We pass the Antarctic Convergence in the afternoon. This is a continuously circling body of water where cold Antarctic waters converge with warmer subantarctic waters, causing the colder water to sink, leading to upwelling where marine life is intensely prevalent, including pelagic birds such as several types of Albatross, and Skuas.* The Antarctic convergence is the largest biological barrier on earth. Crossing the convergence marks entry into the Southern Ocean which has it’s own currents. We are entering the world’s largest wilderness, with the highest concentrations of wildlife on the planet. It is also the coldest, highest, windiest, iciest and least visited of all the continents i.e. PARADISE!
Day 3- Reach Elephant Island part of the South Shetland Isands, that is named after resident elephant seals. Along with the seals there are several species of penguins. Air & water temperature mid-day, 1 degree. Floating icebergs becoming impressive. Our naturalist explains that most of the bergs we are seeing now come from The Wedell Sea, via The Antarctic Sound. When we leave this area, we will be sailing on seas that will be covered in sea ice all winter.
Day 4- Cross the Antarctic Sound enroute to the Esperanza Research Station run by Argentina. Winds are force 8, which is gale force, wind knots 34-40, waves 18-25 feet. Cannot attempt Esperanza due to conditions. By mid-afternoon, weather improves dramatically, captain sets course towards to Admiralty Bay on King George Island. We reach the Chilean and Polish Research Stations and visit with the Polish Scientists, who after many attempts board our ship for dinner. By now penguins are everywhere in the millions, Gentoo, Macaroni, Chinstrap and Adele. Later we will see Kings. The weather is excellent and the scenery magnificent. Sun sets at 1 am rises at 4 am.

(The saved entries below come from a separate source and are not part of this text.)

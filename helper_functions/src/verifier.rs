#![expect(clippy::module_name_repetitions)]

use anyhow::{ensure, Result};
use static_assertions::assert_obj_safe;
use types::phase0::primitives::{PublicKeyBytes, SignatureBytes, H256};

use crate::error::{Error, SignatureKind};

/// A signature together with everything needed to check it.
///
/// `public_keys` are aggregated before verification.
/// A set with a single key is an ordinary signature.
#[derive(Clone, PartialEq, Eq, Debug)]
pub struct SignatureSet {
    pub message: H256,
    pub signature: SignatureBytes,
    pub public_keys: Vec<PublicKeyBytes>,
    pub kind: SignatureKind,
}

/// Cryptographic backend.
///
/// Implementations may be slow and are expected to be called from a blocking context.
pub trait BatchVerifier: Send + Sync {
    /// Returns `true` only if every set in `sets` is valid.
    fn verify_batch(&self, sets: &[SignatureSet]) -> bool;
}

assert_obj_safe!(BatchVerifier);

pub trait Verifier {
    const IS_NULL: bool;

    fn reserve(&mut self, additional: usize);

    fn verify(&mut self, signature_set: SignatureSet) -> Result<()>;

    fn finish(&self) -> Result<()>;
}

impl<V: Verifier> Verifier for &mut V {
    const IS_NULL: bool = V::IS_NULL;

    #[inline]
    fn reserve(&mut self, additional: usize) {
        (*self).reserve(additional);
    }

    #[inline]
    fn verify(&mut self, signature_set: SignatureSet) -> Result<()> {
        (*self).verify(signature_set)
    }

    #[inline]
    fn finish(&self) -> Result<()> {
        (**self).finish()
    }
}

/// Skips verification. Used for objects whose signatures were checked elsewhere.
pub struct NullVerifier;

impl Verifier for NullVerifier {
    const IS_NULL: bool = true;

    #[inline]
    fn reserve(&mut self, _additional: usize) {}

    #[inline]
    fn verify(&mut self, _signature_set: SignatureSet) -> Result<()> {
        Ok(())
    }

    #[inline]
    fn finish(&self) -> Result<()> {
        Ok(())
    }
}

/// Verifies every set as soon as it is passed in.
#[derive(Clone, Copy)]
pub struct SingleVerifier<'backend> {
    backend: &'backend dyn BatchVerifier,
}

impl<'backend> SingleVerifier<'backend> {
    #[must_use]
    pub fn new(backend: &'backend dyn BatchVerifier) -> Self {
        Self { backend }
    }
}

impl Verifier for SingleVerifier<'_> {
    const IS_NULL: bool = false;

    #[inline]
    fn reserve(&mut self, _additional: usize) {}

    fn verify(&mut self, signature_set: SignatureSet) -> Result<()> {
        let kind = signature_set.kind;

        ensure!(
            self.backend.verify_batch(&[signature_set]),
            Error::SignatureInvalid(kind),
        );

        Ok(())
    }

    #[inline]
    fn finish(&self) -> Result<()> {
        Ok(())
    }
}

/// Collects sets and verifies them all at once in [`Verifier::finish`].
pub struct MultiVerifier<'backend> {
    backend: &'backend dyn BatchVerifier,
    signature_sets: Vec<SignatureSet>,
}

impl<'backend> MultiVerifier<'backend> {
    #[must_use]
    pub fn new(backend: &'backend dyn BatchVerifier) -> Self {
        Self {
            backend,
            signature_sets: vec![],
        }
    }

    #[must_use]
    pub fn into_signature_sets(self) -> Vec<SignatureSet> {
        self.signature_sets
    }
}

impl Verifier for MultiVerifier<'_> {
    const IS_NULL: bool = false;

    #[inline]
    fn reserve(&mut self, additional: usize) {
        self.signature_sets.reserve_exact(additional);
    }

    #[inline]
    fn verify(&mut self, signature_set: SignatureSet) -> Result<()> {
        self.signature_sets.push(signature_set);
        Ok(())
    }

    fn finish(&self) -> Result<()> {
        let kind = match self.signature_sets.as_slice() {
            [] => return Ok(()),
            [signature_set] => signature_set.kind,
            _ => SignatureKind::Multi,
        };

        ensure!(
            self.backend.verify_batch(&self.signature_sets),
            Error::SignatureInvalid(kind),
        );

        Ok(())
    }
}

Day 5- Captain sets course south through The Branfields Strait. Continue southerly course. Navigate through the incredible Gerlach Strait. Force 3 winds, air temp 1 degree mid-day. Ice surrounds us everywhere. The ship, navigated by the ice pilot, seems to sail through ice not water. It is daunting. Growlers slam against the hull. We hold our breath when the ship approaches the larger ones, they bang along the hull making constant noise.
Day 6- We head to the Neymayer Channel with incredible scenery, glaciers calving into the ocean, craggy cliffs, ice precipes and peaks, boundless untouched snow and ice, sea mammals, birds and penguins everywhere. They are friendly and approach. We see Wedell, Crabeater and Leopard Seals, Orca, Humpback and Minke whales.
Day 7- Course to Deception Island, a collapsed volcanic caldera. Deception Bay is stunning and the island is full of very smelly, very friendly penguins. The waters are warmed by volcanic process which also makes the island the most ice-free that we saw. You can take a dip if you choose. The water is a mixture of very hot and cold currents, moving in little riverlets around you. Weather this day was gray, foggy, and overcast.
Day 8- Course north back through The Drake Passage. As we cross the convergence, the temperature rises to 7 degrees, the warmest in a week! Again we have smooth seas and the albatross are our friends. Enroute to the stunning Beagle Channel and Strait of Magellan.
Towards the end, we get our roughest weather yet, force 9 winds, 41-47 knots, waves 23-32 feet. Strong gale. Wow! It was spectacular and unforgiving. And then we are in the blissful Beagle Channel, through the straight of Magellan to Chile.
We are going back in 2013, to Patagonia & The Beagle Channel. Less than 30,000 people are visiting Antarctica annually now.
* Note: we saw a similar fascinating upwelling phenomena crossing out of the Sargasso Sea which is essentially a large gyro, an ocean bounded and defined by currents. We sailed through the Canary Current where the upwelling attracted scores of Blue Whales, Pilot Whales, Orcas and other marine life, everywhere in incredible quantity! The Sargasso Sea itself seems desert like. Crossing it for eight days, we saw no animals, birds, or ships. Will write about this trip, that we did this year, in another post.